I was given a private room on the antenatal ward so I wouldn't be confronted with mums with babies. I was able to visit my baby at any time, apart from when it was doctors rounds, which was twice a day. I live close the hospital so I was able to go home and come back. I stayed in hospital for five days and they were happy to keep me in longer, so I could be close to her, after 5 days though I really wanted to go home, both me and my husband started to smell of hospital if you know what I mean.
Shortly after birth you will be shown to hand express to catch the few drops of colostrum you will be producing. Quickly after you will be introduced to the joys of expressing. You will be expressing every 3-4 hours. Don't worry if you occasionally miss a night express … your sleep and mental health is important too. You are going to be in there for the long haul …
The neonatal doctors are the most cautious kind I have ever encountered they will not tell you 'everything is going to be alright' until they're 100% certain it will be, so take this in to account when they sit on the fence when you ask them when baby can go home. My baby went home at 36 weeks gestation, but she had no complications to speak of, she was only on oxygen for 24 hrs or so, a bit of CPAP after and was soon breathing on her own (those steroids make a world of difference). The default going home date is the official due date, so I would aim for that, provided your baby is well enough of course.
I was able to hold my baby the day of the birth (late in the evening, she was born early in the morning), wrapped in about 6,000 towels. The second day in NICU I was able to do kangaroo care with her (skin to skin). Depending on how early your baby is born and how he/she is doing this may take a bit longer. Regardless of this, it makes all the difference sitting next to him. Take a few books in and read to him, sing him songs (I know you feel silly doing it, but don't!), I also had some 'baby mozart' on a small mp3 player that I put in her cot (she listened again to it the other day, she's 2 now, and I could see that she was intrigued by it, funny.), hold his hand, rest your hand on his head and tummy (if you're allowed, sometimes their skin is so sensitive that touch is painful to them). Think about what is important to you, for example, one day I turned up and found out that the nurse had put a vest on her, she had never worn any clothes before that, I was incredibly upset about that, because I had missed out on so many firsts, I really wanted to be the first one to dress her.

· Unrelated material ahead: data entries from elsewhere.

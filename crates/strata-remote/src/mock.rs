use crate::source::ArchiveSource;
use crate::{MetadataService, ProgressSink, RemoteError};
use std::collections::HashMap;
use std::fs;
use std::path::{Path, PathBuf};
use std::sync::atomic::{AtomicU32, Ordering};
use std::sync::{Arc, Mutex};
use strata_schema::{TemplateKey, TemplateMetadata, TemplateReference, LATEST_VERSION};

/// Shared view of how many times a source fetched.
#[derive(Clone, Default)]
pub struct FetchCounter(Arc<AtomicU32>);

impl FetchCounter {
    pub fn get(&self) -> u32 {
        self.0.load(Ordering::SeqCst)
    }
}

/// Archives served from a local mirror directory, one file per template id.
///
/// Used for offline hosts and tests; can be told to fail or corrupt the next
/// few fetches.
pub struct DirectorySource {
    root: PathBuf,
    fetches: FetchCounter,
    fail_remaining: AtomicU32,
    corrupt_remaining: AtomicU32,
}

impl DirectorySource {
    pub fn new(root: &Path) -> Self {
        Self {
            root: root.to_path_buf(),
            fetches: FetchCounter::default(),
            fail_remaining: AtomicU32::new(0),
            corrupt_remaining: AtomicU32::new(0),
        }
    }

    /// The next `n` fetches fail as transport errors.
    #[must_use]
    pub fn fail_next(self, n: u32) -> Self {
        self.fail_remaining.store(n, Ordering::SeqCst);
        self
    }

    /// The next `n` fetches deliver a damaged copy.
    #[must_use]
    pub fn corrupt_next(self, n: u32) -> Self {
        self.corrupt_remaining.store(n, Ordering::SeqCst);
        self
    }

    pub fn fetch_counter(&self) -> FetchCounter {
        self.fetches.clone()
    }
}

fn take_one(counter: &AtomicU32) -> bool {
    counter
        .fetch_update(Ordering::SeqCst, Ordering::SeqCst, |n| n.checked_sub(1))
        .is_ok()
}

impl ArchiveSource for DirectorySource {
    fn name(&self) -> &'static str {
        "directory"
    }

    fn locate(&self, meta: &TemplateMetadata) -> Result<String, RemoteError> {
        let path = self.root.join(meta.id.as_str());
        if path.is_file() {
            Ok(path.to_string_lossy().into_owned())
        } else {
            Err(RemoteError::NotFound(format!(
                "template {} ({}) in {}",
                meta.name,
                meta.id,
                self.root.display()
            )))
        }
    }

    fn fetch(
        &self,
        meta: &TemplateMetadata,
        location: &str,
        dest: &Path,
        progress: &dyn ProgressSink,
    ) -> Result<(), RemoteError> {
        self.fetches.0.fetch_add(1, Ordering::SeqCst);
        if take_one(&self.fail_remaining) {
            return Err(RemoteError::Http(format!("mirror unavailable for {}", meta.id)));
        }
        progress.start(&meta.name, Some(meta.size));
        let copied = fs::copy(location, dest)?;
        progress.advance(copied);
        progress.finish();
        if take_one(&self.corrupt_remaining) {
            let mut data = fs::read(dest)?;
            data.push(0xff);
            fs::write(dest, data)?;
        }
        Ok(())
    }
}

/// Fixed in-memory template catalog.
#[derive(Default)]
pub struct StaticCatalog {
    templates: Mutex<Vec<TemplateMetadata>>,
    owners: Mutex<HashMap<String, String>>,
    uploads: Mutex<Vec<PathBuf>>,
    resolves: AtomicU32,
}

fn version_order(version: &str) -> Vec<u64> {
    version
        .split('.')
        .map(|p| p.parse().unwrap_or(0))
        .collect()
}

impl StaticCatalog {
    pub fn new() -> Self {
        Self::default()
    }

    pub fn add(&self, meta: TemplateMetadata) {
        if let Ok(mut templates) = self.templates.lock() {
            templates.push(meta);
        }
    }

    pub fn add_owner(&self, token: &str, owner: &str) {
        if let Ok(mut owners) = self.owners.lock() {
            owners.insert(token.to_owned(), owner.to_owned());
        }
    }

    /// Number of `resolve` calls served so far.
    pub fn resolve_count(&self) -> u32 {
        self.resolves.load(Ordering::SeqCst)
    }

    pub fn uploads(&self) -> Vec<PathBuf> {
        self.uploads
            .lock()
            .map(|u| u.clone())
            .unwrap_or_default()
    }

    fn lock_templates(
        &self,
    ) -> Result<std::sync::MutexGuard<'_, Vec<TemplateMetadata>>, RemoteError> {
        self.templates
            .lock()
            .map_err(|e| RemoteError::Config(format!("mutex poisoned: {e}")))
    }
}

impl MetadataService for StaticCatalog {
    fn resolve(&self, reference: &TemplateReference) -> Result<TemplateMetadata, RemoteError> {
        self.resolves.fetch_add(1, Ordering::SeqCst);
        let templates = self.lock_templates()?;
        let found = match reference {
            TemplateReference::Id(id) => templates.iter().find(|t| t.id == *id).cloned(),
            TemplateReference::Named {
                name,
                owner,
                version,
            } => templates
                .iter()
                .filter(|t| t.name == *name)
                .filter(|t| owner.as_ref().map_or(true, |o| t.owner == *o))
                .filter(|t| {
                    version
                        .as_deref()
                        .filter(|v| *v != LATEST_VERSION)
                        .map_or(true, |v| t.version == v)
                })
                .max_by_key(|t| version_order(&t.version))
                .cloned(),
        };
        found.ok_or_else(|| RemoteError::NotFound(format!("template {reference}")))
    }

    fn exists(&self, key: &TemplateKey) -> Result<bool, RemoteError> {
        Ok(self.lock_templates()?.iter().any(|t| t.key() == *key))
    }

    fn owner_for_token(&self, token: &str) -> Result<String, RemoteError> {
        self.owners
            .lock()
            .map_err(|e| RemoteError::Config(format!("mutex poisoned: {e}")))?
            .get(token)
            .cloned()
            .ok_or_else(|| RemoteError::Service {
                status: 401,
                url: "/users/username".to_owned(),
            })
    }

    fn upload(
        &self,
        archive: &Path,
        _token: &str,
        progress: &dyn ProgressSink,
    ) -> Result<String, RemoteError> {
        let size = fs::metadata(archive)?.len();
        progress.start("upload", Some(size));
        progress.advance(size);
        progress.finish();
        self.uploads
            .lock()
            .map_err(|e| RemoteError::Config(format!("mutex poisoned: {e}")))?
            .push(archive.to_path_buf());
        Ok("uploaded".to_owned())
    }
}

So make sure you tell the nurses you want to be the one to do that, make sure it's in the baby notes. Like the previous poster said we also were allowed to bring in a small teddy and we took our own blankets, clothes and muslins. I also found that I was still scared to pick her up from her open cot when she graduated to SCBU because I was so used to all the wires and lines. Make sure that you treat your baby as your baby as soon as you can, insist on kangaroo care as often as you can/are allowed, pick him up as much as you can/want as soon as he's in his open cot, they love being close to you.
NICU is an emotional black hole, it sucks all normality and energy out of you. On the other hand there is massive support from all the other mums there. The expressing room doubles as a therapy room and for that period of time you are there you will make invaluable friendships, which won't last outside NICU, but incredibly important inside NICU. Make sure you have time away from NICU as well, make time for 'normality' with your husband. I used to meet my husband at the pub after his work and me coming back from the hospital for a drink and a natter - possibly not the healthiest way to unwind, but it worked for us ;-). We also watched a lot of mindless telly, I can recommend 'Benidorm' :-).
Good luck and I really hope he's going to stay in a bit longer!